▶ **PROVIDED ENTRIES**:
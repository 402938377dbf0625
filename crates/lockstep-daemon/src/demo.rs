//! Demonstration task stack: a three-rate closed control loop.
//!
//! Planner (slowest) publishes a setpoint, the controller computes a
//! proportional command against the plant measurement, and the
//! dynamics task (fastest, the rate master) integrates a first-order
//! plant. Each producer stamps its output with a delay of one of its
//! own periods, so a value computed during cycle N is only acted on
//! after cycle N completes.

use lockstep_common::config::{RateSet, SimConfig};
use lockstep_common::error::{LockstepError, LockstepResult};
use lockstep_runtime::channel::{ChannelReader, CrossRateChannel, HistoryChannel};
use lockstep_runtime::task::{CycleInfo, TaskBody, TaskSet};
use std::sync::Arc;
use tracing::debug;

/// Measurement history depth, in producer periods.
const MEASUREMENT_HISTORY: usize = 10;

/// Plant time constant.
const PLANT_TAU_SECS: f32 = 0.05;

/// Proportional gain of the controller.
const CONTROLLER_GAIN: f32 = 0.8;

/// Planner cycles between setpoint flips.
const SETPOINT_FLIP_PERIOD: u64 = 25;

struct PlannerBody {
    setpoint_tx: Arc<CrossRateChannel<f32>>,
    command_rx: ChannelReader<f32>,
    delay_ticks: u64,
    cycles: u64,
    setpoint: f32,
}

impl TaskBody for PlannerBody {
    fn step(&mut self, cycle: CycleInfo) -> LockstepResult<()> {
        if self.cycles % SETPOINT_FLIP_PERIOD == 0 {
            self.setpoint = if self.setpoint > 0.5 { 0.0 } else { 1.0 };
        }
        self.cycles += 1;

        self.setpoint_tx
            .publish(self.setpoint, cycle.tick, self.delay_ticks);

        let command = self.command_rx.sample(cycle.tick, 0.0);
        debug!(
            tick = cycle.tick,
            setpoint = self.setpoint,
            observed_command = command,
            "planner cycle"
        );
        Ok(())
    }
}

struct ControllerBody {
    setpoint_rx: ChannelReader<f32>,
    measurement_rx: Arc<HistoryChannel<f32, MEASUREMENT_HISTORY>>,
    command_tx: Arc<CrossRateChannel<f32>>,
    delay_ticks: u64,
}

impl TaskBody for ControllerBody {
    fn step(&mut self, cycle: CycleInfo) -> LockstepResult<()> {
        let setpoint = self.setpoint_rx.sample(cycle.tick, 0.0);
        // Measurement as of this decision point, not the newest sample.
        let measured = self.measurement_rx.read_or(cycle.tick, 0.0);

        let command = CONTROLLER_GAIN * (setpoint - measured);
        self.command_tx
            .publish(command, cycle.tick, self.delay_ticks);
        Ok(())
    }
}

struct DynamicsBody {
    command_rx: ChannelReader<f32>,
    measurement_tx: Arc<HistoryChannel<f32, MEASUREMENT_HISTORY>>,
    delay_ticks: u64,
    state: f32,
}

impl TaskBody for DynamicsBody {
    fn step(&mut self, cycle: CycleInfo) -> LockstepResult<()> {
        let command = self.command_rx.sample(cycle.tick, 0.0);

        let dt = cycle.period.as_secs_f32();
        self.state += (command - self.state) * (dt / PLANT_TAU_SECS);

        self.measurement_tx
            .publish(self.state, cycle.tick, self.delay_ticks);
        Ok(())
    }
}

/// Wire the demo stack onto a three-task configuration.
///
/// The configuration must declare exactly three tasks, slowest first:
/// planner, controller, dynamics. The fastest entry becomes the rate
/// master and must be the dynamics task.
///
/// # Errors
///
/// Returns a configuration error if the task count or ordering does
/// not match, or if the rates fail harmonic validation.
pub fn build(config: &SimConfig) -> LockstepResult<TaskSet> {
    if config.tasks.len() != 3 {
        return Err(LockstepError::Config(format!(
            "demo stack needs exactly 3 tasks, config declares {}",
            config.tasks.len()
        )));
    }

    let freqs: Vec<u32> = config.tasks.iter().map(|t| t.frequency_hz).collect();
    let rates = RateSet::derive(&freqs)?;
    if rates.rate_master != 2 {
        return Err(LockstepError::Config(
            "demo stack expects tasks ordered slowest first (dynamics last)".into(),
        ));
    }

    let setpoint: Arc<CrossRateChannel<f32>> = Arc::new(CrossRateChannel::new());
    let command: Arc<CrossRateChannel<f32>> = Arc::new(CrossRateChannel::new());
    let measurement: Arc<HistoryChannel<f32, MEASUREMENT_HISTORY>> =
        Arc::new(HistoryChannel::new());

    let planner = PlannerBody {
        setpoint_tx: Arc::clone(&setpoint),
        command_rx: ChannelReader::new(Arc::clone(&command)),
        delay_ticks: rates.ratio_of(freqs[0]),
        cycles: 0,
        setpoint: 0.0,
    };
    let controller = ControllerBody {
        setpoint_rx: ChannelReader::new(setpoint),
        measurement_rx: Arc::clone(&measurement),
        command_tx: Arc::clone(&command),
        delay_ticks: rates.ratio_of(freqs[1]),
    };
    let dynamics = DynamicsBody {
        command_rx: ChannelReader::new(command),
        measurement_tx: measurement,
        delay_ticks: rates.ratio_of(freqs[2]),
        state: 0.0,
    };

    TaskSet::from_config(
        config,
        vec![Box::new(planner), Box::new(controller), Box::new(dynamics)],
    )
}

▶ **PROBLEM TO WORK ON**:
The response must contain every entry, each one identical to the original.

▶ **EXERCISE RESULT**:
repository 402938377dbf0625
filename crates/lockstep-daemon/src/demo.rs
//! Demonstration task stack: a three-rate closed control loop.
//!
//! Planner (slowest) publishes a setpoint, the controller computes a
//! proportional command against the plant measurement, and the
//! dynamics task (fastest, the rate master) integrates a first-order
//! plant. Each producer stamps its output with a delay of one of its
//! own periods, so a value computed during cycle N is only acted on
//! after cycle N completes.

use lockstep_common::config::{RateSet, SimConfig};
use lockstep_common::error::{LockstepError, LockstepResult};
use lockstep_runtime::channel::{ChannelReader, CrossRateChannel, HistoryChannel};
use lockstep_runtime::task::{CycleInfo, TaskBody, TaskSet};
use std::sync::Arc;
use tracing::debug;

/// Measurement history depth, in producer periods.
const MEASUREMENT_HISTORY: usize = 10;

/// Plant time constant.
const PLANT_TAU_SECS: f32 = 0.05;

/// Proportional gain of the controller.
const CONTROLLER_GAIN: f32 = 0.8;

/// Planner cycles between setpoint flips.
const SETPOINT_FLIP_PERIOD: u64 = 25;

struct PlannerBody {
    setpoint_tx: Arc<CrossRateChannel<f32>>,
    command_rx: ChannelReader<f32>,
    delay_ticks: u64,
    cycles: u64,
    setpoint: f32,
}

impl TaskBody for PlannerBody {
    fn step(&mut self, cycle: CycleInfo) -> LockstepResult<()> {
        if self.cycles % SETPOINT_FLIP_PERIOD == 0 {
            self.setpoint = if self.setpoint > 0.5 { 0.0 } else { 1.0 };
        }
        self.cycles += 1;

        self.setpoint_tx
            .publish(self.setpoint, cycle.tick, self.delay_ticks);

        let command = self.command_rx.sample(cycle.tick, 0.0);
        debug!(
            tick = cycle.tick,
            setpoint = self.setpoint,
            observed_command = command,
            "planner cycle"
        );
        Ok(())
    }
}

struct ControllerBody {
    setpoint_rx: ChannelReader<f32>,
    measurement_rx: Arc<HistoryChannel<f32, MEASUREMENT_HISTORY>>,
    command_tx: Arc<CrossRateChannel<f32>>,
    delay_ticks: u64,
}

impl TaskBody for ControllerBody {
    fn step(&mut self, cycle: CycleInfo) -> LockstepResult<()> {
        let setpoint = self.setpoint_rx.sample(cycle.tick, 0.0);
        // Measurement as of this decision point, not the newest sample.
        let measured = self.measurement_rx.read_or(cycle.tick, 0.0);

        let command = CONTROLLER_GAIN * (setpoint - measured);
        self.command_tx
            .publish(command, cycle.tick, self.delay_ticks);
        Ok(())
    }
}

struct DynamicsBody {
    command_rx: ChannelReader<f32>,
    measurement_tx: Arc<HistoryChannel<f32, MEASUREMENT_HISTORY>>,
    delay_ticks: u64,
    state: f32,
}

impl TaskBody for DynamicsBody {
    fn step(&mut self, cycle: CycleInfo) -> LockstepResult<()> {
        let command = self.command_rx.sample(cycle.tick, 0.0);

        let dt = cycle.period.as_secs_f32();
        self.state += (command - self.state) * (dt / PLANT_TAU_SECS);

        self.measurement_tx
            .publish(self.state, cycle.tick, self.delay_ticks);
        Ok(())
    }
}

/// Wire the demo stack onto a three-task configuration.
///
/// The configuration must declare exactly three tasks, slowest first:
/// planner, controller, dynamics. The fastest entry becomes the rate
/// master and must be the dynamics task.
///
/// # Errors
///
/// Returns a configuration error if the task count or ordering does
/// not match, or if the rates fail harmonic validation.
pub fn build(config: &SimConfig) -> LockstepResult<TaskSet> {
    if config.tasks.len() != 3 {
        return Err(LockstepError::Config(format!(
            "demo stack needs exactly 3 tasks, config declares {}",
            config.tasks.len()
        )));
    }

    let freqs: Vec<u32> = config.tasks.iter().map(|t| t.frequency_hz).collect();
    let rates = RateSet::derive(&freqs)?;
    if rates.rate_master != 2 {
        return Err(LockstepError::Config(
            "demo stack expects tasks ordered slowest first (dynamics last)".into(),
        ));
    }

    let setpoint: Arc<CrossRateChannel<f32>> = Arc::new(CrossRateChannel::new());
    let command: Arc<CrossRateChannel<f32>> = Arc::new(CrossRateChannel::new());
    let measurement: Arc<HistoryChannel<f32, MEASUREMENT_HISTORY>> =
        Arc::new(HistoryChannel::new());

    let planner = PlannerBody {
        setpoint_tx: Arc::clone(&setpoint),
        command_rx: ChannelReader::new(Arc::clone(&command)),
        delay_ticks: rates.ratio_of(freqs[0]),
        cycles: 0,
        setpoint: 0.0,
    };
    let controller = ControllerBody {
        setpoint_rx: ChannelReader::new(setpoint),
        measurement_rx: Arc::clone(&measurement),
        command_tx: Arc::clone(&command),
        delay_ticks: rates.ratio_of(freqs[1]),
    };
    let dynamics = DynamicsBody {
        command_rx: ChannelReader::new(command),
        measurement_tx: measurement,
        delay_ticks: rates.ratio_of(freqs[2]),
        state: 0.0,
    };

    TaskSet::from_config(
        config,
        vec![Box::new(planner), Box::new(controller), Box::new(dynamics)],
    )
}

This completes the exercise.